关于ImagePoolingAttentionModule的调用 #255

Open H1NATA111 opened 5 months ago

H1NATA111 commented 5 months ago

感谢您的杰出工作! 在configs/pretrain/yolo_world_v2_l_vlpan_bn_2e-3_100e_4x8gpus_obj365v1_goldg_train_lvis_minival.py这个config文件下 我尝试通过断点了解您的模型, 但在训练过程中,模型并未调用ImagePoolingAttentionModule模块 即论文中提及的“Image-Pooling Attention”模块。 请问在什么情况下模型会调用这个模块来更新文本特征呢?

wondervictor commented 5 months ago

Hi @H1NATA111, considering that the I-PoolingAttention and L2-norm are not efficient enough for TensorRT models, we have removed them for the new version (YOLO-World-V2). All pre-trained checkpoints have been released and we suggest you move to the latest version of YOLO-World.

ljj7975 commented 4 months ago

Q1. How much role does I-Pooling play from the final performance perspective?
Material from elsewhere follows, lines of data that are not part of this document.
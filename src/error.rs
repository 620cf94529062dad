//! Error types and Axum response conversions.

use axum::{
    http::StatusCode,
    response::{IntoResponse, Response},
    Json,
};
use serde_json::json;

/// Application error types.
#[derive(Debug, thiserror::Error)]
pub enum AppError {
    #[error("Internal error: {0}")]
    Internal(String),

    #[error("Bad request: {0}")]
    BadRequest(String),

    #[error("Unauthorized: {0}")]
    Unauthorized(String),

    #[error("Forbidden: {0}")]
    Forbidden(String),

    #[error("Not found: {0}")]
    NotFound(String),

    #[error("Conflict: {0}")]
    Conflict(String),

    #[error("Rate limited")]
    RateLimited,
}

impl IntoResponse for AppError {
    fn into_response(self) -> Response {
        let (status, message) = match &self {
            AppError::Internal(msg) => {
                // Log detailed error server-side, return generic message to client
                tracing::error!(error = %msg, "Internal server error");
                (
                    StatusCode::INTERNAL_SERVER_ERROR,
                    "Internal server error".to_string(),
                )
            }
            AppError::BadRequest(msg) => (StatusCode::BAD_REQUEST, msg.clone()),
            AppError::Unauthorized(msg) => (StatusCode::UNAUTHORIZED, msg.clone()),
            AppError::Forbidden(msg) => (StatusCode::FORBIDDEN, msg.clone()),
            AppError::NotFound(msg) => (StatusCode::NOT_FOUND, msg.clone()),
            AppError::Conflict(msg) => (StatusCode::CONFLICT, msg.clone()),
            AppError::RateLimited => (
                StatusCode::TOO_MANY_REQUESTS,
                "Rate limit exceeded".to_string(),
            ),
        };

        let body = Json(json!({
            "error": message
        }));

        (status, body).into_response()
    }
}

impl From<crate::storage::StoreError> for AppError {
    fn from(err: crate::storage::StoreError) -> Self {
        use crate::storage::StoreError;
        // Store errors carry user-facing, non-revealing messages at the
        // boundary; the internal distinction stays in logs at the call site.
        match err {
            StoreError::InvalidInviteCode => {
                AppError::BadRequest("Invite code is invalid.".to_string())
            }
            StoreError::ExpiredInviteCode => {
                AppError::BadRequest("Invite code has expired.".to_string())
            }
            StoreError::ExhaustedInviteCode => {
                AppError::BadRequest("Invite code has no remaining uses.".to_string())
            }
            StoreError::EmailExists => AppError::Conflict("Email already exists.".to_string()),
            StoreError::DuplicateInviteCode => {
                AppError::Internal("Invite code collision".to_string())
            }
            StoreError::ResetTokenInvalid => AppError::BadRequest(
                "Invalid or expired reset link. Please request a new one.".to_string(),
            ),
        }
    }
}
//! Password hashing and verification.
//!
//! Argon2id in PHC string format with a per-password random salt.
//! Verification goes through the PHC hash, which is constant-time on the
//! digest comparison.

use argon2::{
    password_hash::{rand_core::OsRng, PasswordHash, PasswordHasher, PasswordVerifier, SaltString},
    Argon2,
};

use crate::error::AppError;

/// Hash a password. Returns a PHC-format string:
/// `$argon2id$v=19$m=...,t=...,p=...$salt$hash`.
pub fn hash_password(password: &str) -> Result<String, AppError> {
    let salt = SaltString::generate(&mut OsRng);
    let argon2 = Argon2::default();

    let hash = argon2
        .hash_password(password.as_bytes(), &salt)
        .map_err(|e| AppError::Internal(format!("Password hash failed: {}", e)))?;

    Ok(hash.to_string())
}

/// Verify a password against a stored PHC hash.
pub fn verify_password(password: &str, hash: &str) -> Result<bool, AppError> {
    let parsed_hash = PasswordHash::new(hash)
        .map_err(|e| AppError::Internal(format!("Invalid stored password hash: {}", e)))?;

    match Argon2::default().verify_password(password.as_bytes(), &parsed_hash) {
        Ok(()) => Ok(true),
        Err(argon2::password_hash::Error::Password) => Ok(false),
        Err(e) => Err(AppError::Internal(format!(
            "Password verification failed: {}",
            e
        ))),
    }
}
Wouldn't the performance degrade if the I-pooling is dropped? Q2. Am I right that, without I-Pooling, the text features are untouched in Yolo-World? i.e. same as CLIP text embedding.
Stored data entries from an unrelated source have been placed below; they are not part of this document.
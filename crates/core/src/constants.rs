//! Constants used throughout the triage core crate.

/// Default directory for patient data storage when no explicit directory is configured.
pub const DEFAULT_PATIENT_DATA_DIR: &str = "patient_data";

/// Directory name (under the patient data directory) holding one YAML file per patient.
pub const PATIENTS_DIR_NAME: &str = "patients";

/// File extension for stored patient records.
pub const PATIENT_FILE_EXTENSION: &str = "yaml";

/// Format used when a time of death is displayed or printed on a report.
pub const TIME_OF_DEATH_FORMAT: &str = "%d-%m-%Y %H:%M:%S";

/// Returned by the advisor when a patient has no clinical notes.
pub const NO_NOTES_RECOMMENDATION: &str = "No recommendation";

/// Returned by the advisor when no keyword matches the notes.
pub const NO_MATCH_RECOMMENDATION: &str = "No recommendation available";
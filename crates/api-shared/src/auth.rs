/// Header carrying the API key on authenticated requests.
pub const API_KEY_HEADER: &str = "x-api-key";

#[derive(Debug, thiserror::Error, PartialEq, Eq)]
pub enum AuthError {
    #[error("Missing x-api-key header")]
    MissingKey,
    #[error("Invalid API key")]
    InvalidKey,
}

/// Validates the provided API key against the configured one.
///
/// When no key is configured every request is accepted.
pub fn validate_api_key(expected: Option<&str>, provided: Option<&str>) -> Result<(), AuthError> {
    let Some(expected) = expected else {
        return Ok(());
    };

    match provided {
        None => Err(AuthError::MissingKey),
        Some(key) if key == expected => Ok(()),
        Some(_) => Err(AuthError::InvalidKey),
    }
}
ljj7975 commented 4 months ago

Based on the performance reported from readme, I-pooling doesn't seem to help. Please correct me if I am missing anything.

v2 image

v1 image

wondervictor commented 4 months ago

Hi @ljj7975, Adding I-PoolingAttention is effective for pre-training with large-scale region-text pairs, it brings 0.5~1.5 AP improvements on LVIS minival evaluation. The motivation for removing I-PoolingAttention is that we find it hard to use in some deployment cases, especially for edge applications, though the latency is small. The V2 and V1 have several differences, the I-PoolingAttention, BatchNorm in the contrastive head, and the training strategies. The V2 version aims for practical applications and has been evaluated in different deployment scenarios.